What you should do:
Look through the entries for the string "received" and copy every line where it shows up.
*****
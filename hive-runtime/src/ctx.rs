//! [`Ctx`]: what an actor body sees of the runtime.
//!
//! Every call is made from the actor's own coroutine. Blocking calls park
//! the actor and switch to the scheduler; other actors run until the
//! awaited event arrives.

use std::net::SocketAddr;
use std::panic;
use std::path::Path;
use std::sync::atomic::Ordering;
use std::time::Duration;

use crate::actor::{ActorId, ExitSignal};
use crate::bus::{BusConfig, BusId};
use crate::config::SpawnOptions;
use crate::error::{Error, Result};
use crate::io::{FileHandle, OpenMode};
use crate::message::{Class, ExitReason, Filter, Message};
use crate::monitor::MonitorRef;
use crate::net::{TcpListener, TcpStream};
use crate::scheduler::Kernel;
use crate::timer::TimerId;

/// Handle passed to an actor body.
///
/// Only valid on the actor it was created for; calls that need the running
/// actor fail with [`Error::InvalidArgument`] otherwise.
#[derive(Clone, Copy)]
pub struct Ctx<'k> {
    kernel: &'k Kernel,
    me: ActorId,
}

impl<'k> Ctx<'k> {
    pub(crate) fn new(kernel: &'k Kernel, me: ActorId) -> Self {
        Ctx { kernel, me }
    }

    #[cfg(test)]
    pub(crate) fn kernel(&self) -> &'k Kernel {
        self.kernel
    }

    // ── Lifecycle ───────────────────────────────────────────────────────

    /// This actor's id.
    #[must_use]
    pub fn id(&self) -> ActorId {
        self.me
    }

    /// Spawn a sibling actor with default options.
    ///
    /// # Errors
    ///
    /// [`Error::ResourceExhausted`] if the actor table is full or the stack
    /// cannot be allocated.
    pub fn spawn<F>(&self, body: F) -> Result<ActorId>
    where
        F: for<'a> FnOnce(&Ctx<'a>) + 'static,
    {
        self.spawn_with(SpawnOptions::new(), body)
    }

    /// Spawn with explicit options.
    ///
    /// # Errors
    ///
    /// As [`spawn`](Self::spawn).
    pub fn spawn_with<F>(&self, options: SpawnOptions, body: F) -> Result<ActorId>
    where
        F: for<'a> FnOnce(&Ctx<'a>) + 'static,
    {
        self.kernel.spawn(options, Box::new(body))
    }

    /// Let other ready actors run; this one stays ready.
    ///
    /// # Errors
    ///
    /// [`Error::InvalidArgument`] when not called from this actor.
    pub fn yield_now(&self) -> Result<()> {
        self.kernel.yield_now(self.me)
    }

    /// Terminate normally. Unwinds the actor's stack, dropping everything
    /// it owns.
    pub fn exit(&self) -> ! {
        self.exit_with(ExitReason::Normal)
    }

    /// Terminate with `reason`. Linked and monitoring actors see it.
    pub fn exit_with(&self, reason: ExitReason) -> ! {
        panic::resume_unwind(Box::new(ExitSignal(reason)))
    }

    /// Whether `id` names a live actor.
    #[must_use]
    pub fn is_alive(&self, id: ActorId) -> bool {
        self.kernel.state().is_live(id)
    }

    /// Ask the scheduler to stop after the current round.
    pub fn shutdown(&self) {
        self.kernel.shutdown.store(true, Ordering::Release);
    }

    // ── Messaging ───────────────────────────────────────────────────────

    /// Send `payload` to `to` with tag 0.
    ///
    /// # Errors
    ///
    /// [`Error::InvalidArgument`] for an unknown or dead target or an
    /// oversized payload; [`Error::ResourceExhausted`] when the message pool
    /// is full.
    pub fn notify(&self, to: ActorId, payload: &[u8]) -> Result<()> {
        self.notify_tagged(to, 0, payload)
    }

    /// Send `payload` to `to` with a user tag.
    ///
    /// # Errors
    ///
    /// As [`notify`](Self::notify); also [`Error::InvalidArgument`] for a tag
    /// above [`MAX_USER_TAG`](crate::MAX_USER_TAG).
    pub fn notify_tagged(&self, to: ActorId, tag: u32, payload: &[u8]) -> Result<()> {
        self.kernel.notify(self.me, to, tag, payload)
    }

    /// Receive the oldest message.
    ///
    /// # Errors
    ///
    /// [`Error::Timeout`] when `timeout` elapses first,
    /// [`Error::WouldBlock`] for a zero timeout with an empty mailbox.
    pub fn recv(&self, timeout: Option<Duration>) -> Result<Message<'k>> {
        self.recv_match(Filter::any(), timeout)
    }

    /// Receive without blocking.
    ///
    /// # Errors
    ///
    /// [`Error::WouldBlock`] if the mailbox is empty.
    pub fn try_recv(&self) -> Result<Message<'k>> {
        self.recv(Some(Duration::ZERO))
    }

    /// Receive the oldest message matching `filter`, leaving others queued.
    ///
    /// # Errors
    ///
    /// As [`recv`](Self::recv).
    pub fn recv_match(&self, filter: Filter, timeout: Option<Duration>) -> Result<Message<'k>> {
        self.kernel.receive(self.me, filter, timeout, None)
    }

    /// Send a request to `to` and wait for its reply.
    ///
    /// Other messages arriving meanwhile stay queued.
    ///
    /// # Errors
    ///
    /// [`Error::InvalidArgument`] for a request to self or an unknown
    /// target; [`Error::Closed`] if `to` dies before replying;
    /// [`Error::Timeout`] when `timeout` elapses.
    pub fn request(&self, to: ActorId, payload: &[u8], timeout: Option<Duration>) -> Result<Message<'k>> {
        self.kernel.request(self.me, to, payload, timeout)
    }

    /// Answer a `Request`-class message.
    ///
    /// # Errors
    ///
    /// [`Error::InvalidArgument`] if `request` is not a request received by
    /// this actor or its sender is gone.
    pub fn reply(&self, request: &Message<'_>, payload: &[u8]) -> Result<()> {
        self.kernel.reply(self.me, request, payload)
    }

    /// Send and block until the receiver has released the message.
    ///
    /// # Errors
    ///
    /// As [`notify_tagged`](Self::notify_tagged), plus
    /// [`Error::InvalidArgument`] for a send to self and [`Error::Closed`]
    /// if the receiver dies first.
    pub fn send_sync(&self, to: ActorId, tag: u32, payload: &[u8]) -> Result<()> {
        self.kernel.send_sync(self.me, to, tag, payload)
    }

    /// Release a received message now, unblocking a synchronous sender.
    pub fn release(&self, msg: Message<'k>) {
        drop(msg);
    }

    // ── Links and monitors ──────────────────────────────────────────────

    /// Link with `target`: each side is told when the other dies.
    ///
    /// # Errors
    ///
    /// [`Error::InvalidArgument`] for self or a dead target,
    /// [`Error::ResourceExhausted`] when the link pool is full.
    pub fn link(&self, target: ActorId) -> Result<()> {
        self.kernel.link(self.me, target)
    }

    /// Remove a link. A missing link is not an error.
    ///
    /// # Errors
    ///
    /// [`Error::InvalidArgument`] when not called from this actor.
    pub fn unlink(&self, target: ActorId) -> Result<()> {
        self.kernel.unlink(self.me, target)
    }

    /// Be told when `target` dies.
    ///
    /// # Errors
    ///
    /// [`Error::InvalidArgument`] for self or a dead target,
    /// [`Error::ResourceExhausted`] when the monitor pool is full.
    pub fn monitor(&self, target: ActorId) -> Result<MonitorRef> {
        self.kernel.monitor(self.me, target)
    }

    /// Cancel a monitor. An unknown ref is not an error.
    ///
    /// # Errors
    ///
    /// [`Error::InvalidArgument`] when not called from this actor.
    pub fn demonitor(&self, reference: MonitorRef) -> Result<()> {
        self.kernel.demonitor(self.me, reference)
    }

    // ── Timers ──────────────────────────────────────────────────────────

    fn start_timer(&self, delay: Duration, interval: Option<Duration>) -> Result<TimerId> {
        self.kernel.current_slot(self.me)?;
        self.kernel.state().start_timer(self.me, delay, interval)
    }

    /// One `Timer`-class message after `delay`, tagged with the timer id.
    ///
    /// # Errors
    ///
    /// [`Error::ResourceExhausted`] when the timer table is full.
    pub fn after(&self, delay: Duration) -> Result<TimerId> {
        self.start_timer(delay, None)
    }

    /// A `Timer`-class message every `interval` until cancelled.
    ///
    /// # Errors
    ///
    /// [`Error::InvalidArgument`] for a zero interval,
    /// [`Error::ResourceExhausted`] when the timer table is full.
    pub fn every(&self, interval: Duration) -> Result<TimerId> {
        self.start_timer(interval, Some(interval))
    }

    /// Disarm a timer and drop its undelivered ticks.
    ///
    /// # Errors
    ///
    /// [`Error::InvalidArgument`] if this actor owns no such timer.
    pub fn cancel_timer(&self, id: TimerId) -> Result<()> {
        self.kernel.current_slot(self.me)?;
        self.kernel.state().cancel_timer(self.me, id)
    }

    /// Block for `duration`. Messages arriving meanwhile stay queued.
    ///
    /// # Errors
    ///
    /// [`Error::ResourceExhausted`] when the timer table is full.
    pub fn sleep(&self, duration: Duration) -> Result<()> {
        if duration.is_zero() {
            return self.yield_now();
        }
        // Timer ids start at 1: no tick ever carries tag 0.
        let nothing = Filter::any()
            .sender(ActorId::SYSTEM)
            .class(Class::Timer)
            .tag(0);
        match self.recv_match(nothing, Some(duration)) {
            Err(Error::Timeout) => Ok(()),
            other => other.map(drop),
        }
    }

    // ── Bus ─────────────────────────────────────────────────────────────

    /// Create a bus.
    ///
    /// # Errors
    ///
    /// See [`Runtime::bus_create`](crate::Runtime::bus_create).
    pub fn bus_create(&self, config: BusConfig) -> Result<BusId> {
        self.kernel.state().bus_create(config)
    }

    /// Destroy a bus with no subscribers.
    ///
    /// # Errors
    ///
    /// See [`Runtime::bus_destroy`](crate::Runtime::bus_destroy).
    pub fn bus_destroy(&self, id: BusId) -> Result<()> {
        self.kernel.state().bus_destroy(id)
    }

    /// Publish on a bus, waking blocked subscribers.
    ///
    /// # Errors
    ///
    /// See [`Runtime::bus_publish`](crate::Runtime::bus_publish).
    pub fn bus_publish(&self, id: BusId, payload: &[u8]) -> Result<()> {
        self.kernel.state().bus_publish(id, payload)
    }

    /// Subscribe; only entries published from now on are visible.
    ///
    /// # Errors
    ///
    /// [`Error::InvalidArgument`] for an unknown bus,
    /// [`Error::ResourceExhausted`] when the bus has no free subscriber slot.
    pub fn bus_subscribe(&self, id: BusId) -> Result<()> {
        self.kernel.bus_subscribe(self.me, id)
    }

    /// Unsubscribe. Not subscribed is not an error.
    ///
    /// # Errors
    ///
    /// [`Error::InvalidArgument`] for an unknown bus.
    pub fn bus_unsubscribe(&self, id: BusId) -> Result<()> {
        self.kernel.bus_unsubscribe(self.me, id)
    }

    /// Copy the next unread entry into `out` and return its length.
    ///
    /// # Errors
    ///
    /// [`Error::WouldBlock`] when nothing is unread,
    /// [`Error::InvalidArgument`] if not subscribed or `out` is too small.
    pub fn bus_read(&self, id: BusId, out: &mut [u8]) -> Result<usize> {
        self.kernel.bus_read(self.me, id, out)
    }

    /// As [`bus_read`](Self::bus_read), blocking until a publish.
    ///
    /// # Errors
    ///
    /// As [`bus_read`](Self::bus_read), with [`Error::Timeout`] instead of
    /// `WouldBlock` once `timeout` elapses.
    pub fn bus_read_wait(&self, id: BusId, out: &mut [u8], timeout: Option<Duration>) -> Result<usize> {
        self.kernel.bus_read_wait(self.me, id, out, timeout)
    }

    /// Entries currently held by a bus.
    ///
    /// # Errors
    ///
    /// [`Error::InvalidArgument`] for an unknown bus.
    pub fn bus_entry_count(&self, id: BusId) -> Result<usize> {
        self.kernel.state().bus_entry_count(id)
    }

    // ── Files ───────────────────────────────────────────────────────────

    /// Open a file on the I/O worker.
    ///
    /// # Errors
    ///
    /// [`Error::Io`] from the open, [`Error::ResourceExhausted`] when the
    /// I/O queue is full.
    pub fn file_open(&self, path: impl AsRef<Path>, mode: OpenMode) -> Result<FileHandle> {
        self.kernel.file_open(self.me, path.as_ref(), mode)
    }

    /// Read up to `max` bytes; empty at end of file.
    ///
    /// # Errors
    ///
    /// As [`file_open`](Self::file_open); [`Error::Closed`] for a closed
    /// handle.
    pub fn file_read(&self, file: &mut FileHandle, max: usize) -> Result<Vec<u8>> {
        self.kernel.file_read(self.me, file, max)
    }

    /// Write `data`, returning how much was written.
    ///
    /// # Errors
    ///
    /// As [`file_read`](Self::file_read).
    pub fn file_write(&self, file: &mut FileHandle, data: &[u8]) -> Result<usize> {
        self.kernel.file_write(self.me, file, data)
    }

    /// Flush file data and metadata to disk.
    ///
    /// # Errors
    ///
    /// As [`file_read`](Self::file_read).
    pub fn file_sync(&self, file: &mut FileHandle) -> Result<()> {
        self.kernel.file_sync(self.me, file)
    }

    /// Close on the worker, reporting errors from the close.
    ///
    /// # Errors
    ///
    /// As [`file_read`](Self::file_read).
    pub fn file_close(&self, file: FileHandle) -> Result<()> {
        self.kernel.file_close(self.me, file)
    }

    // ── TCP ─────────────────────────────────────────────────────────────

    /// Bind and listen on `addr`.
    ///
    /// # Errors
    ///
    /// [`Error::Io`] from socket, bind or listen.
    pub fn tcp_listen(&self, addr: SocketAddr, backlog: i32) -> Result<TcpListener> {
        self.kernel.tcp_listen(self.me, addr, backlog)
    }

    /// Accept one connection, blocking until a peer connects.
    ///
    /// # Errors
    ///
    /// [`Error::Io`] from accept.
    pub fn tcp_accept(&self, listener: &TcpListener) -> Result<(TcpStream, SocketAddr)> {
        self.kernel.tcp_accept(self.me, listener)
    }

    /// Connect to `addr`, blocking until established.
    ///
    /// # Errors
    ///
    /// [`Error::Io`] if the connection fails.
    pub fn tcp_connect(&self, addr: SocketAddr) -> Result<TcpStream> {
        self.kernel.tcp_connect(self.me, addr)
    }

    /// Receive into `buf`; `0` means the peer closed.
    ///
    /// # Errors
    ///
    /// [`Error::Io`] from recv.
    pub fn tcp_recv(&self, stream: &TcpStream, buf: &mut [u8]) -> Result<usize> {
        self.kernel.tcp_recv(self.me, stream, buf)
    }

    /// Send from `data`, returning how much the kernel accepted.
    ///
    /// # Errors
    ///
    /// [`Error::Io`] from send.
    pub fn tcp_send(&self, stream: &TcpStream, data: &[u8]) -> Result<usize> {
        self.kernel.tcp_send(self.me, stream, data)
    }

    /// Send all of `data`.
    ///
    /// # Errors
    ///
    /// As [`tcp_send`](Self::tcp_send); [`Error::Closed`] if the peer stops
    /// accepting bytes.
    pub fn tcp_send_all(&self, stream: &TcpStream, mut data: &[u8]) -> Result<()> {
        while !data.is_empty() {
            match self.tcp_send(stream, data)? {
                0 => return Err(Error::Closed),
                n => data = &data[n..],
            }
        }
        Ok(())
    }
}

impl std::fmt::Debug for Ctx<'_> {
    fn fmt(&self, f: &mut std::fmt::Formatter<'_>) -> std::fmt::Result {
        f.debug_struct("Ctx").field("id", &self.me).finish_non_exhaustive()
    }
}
*****
Solution to the exercise:
    /// [`Error::InvalidArgument`] if `request` is not a request received by
    /// Release a received message now, unblocking a synchronous sender.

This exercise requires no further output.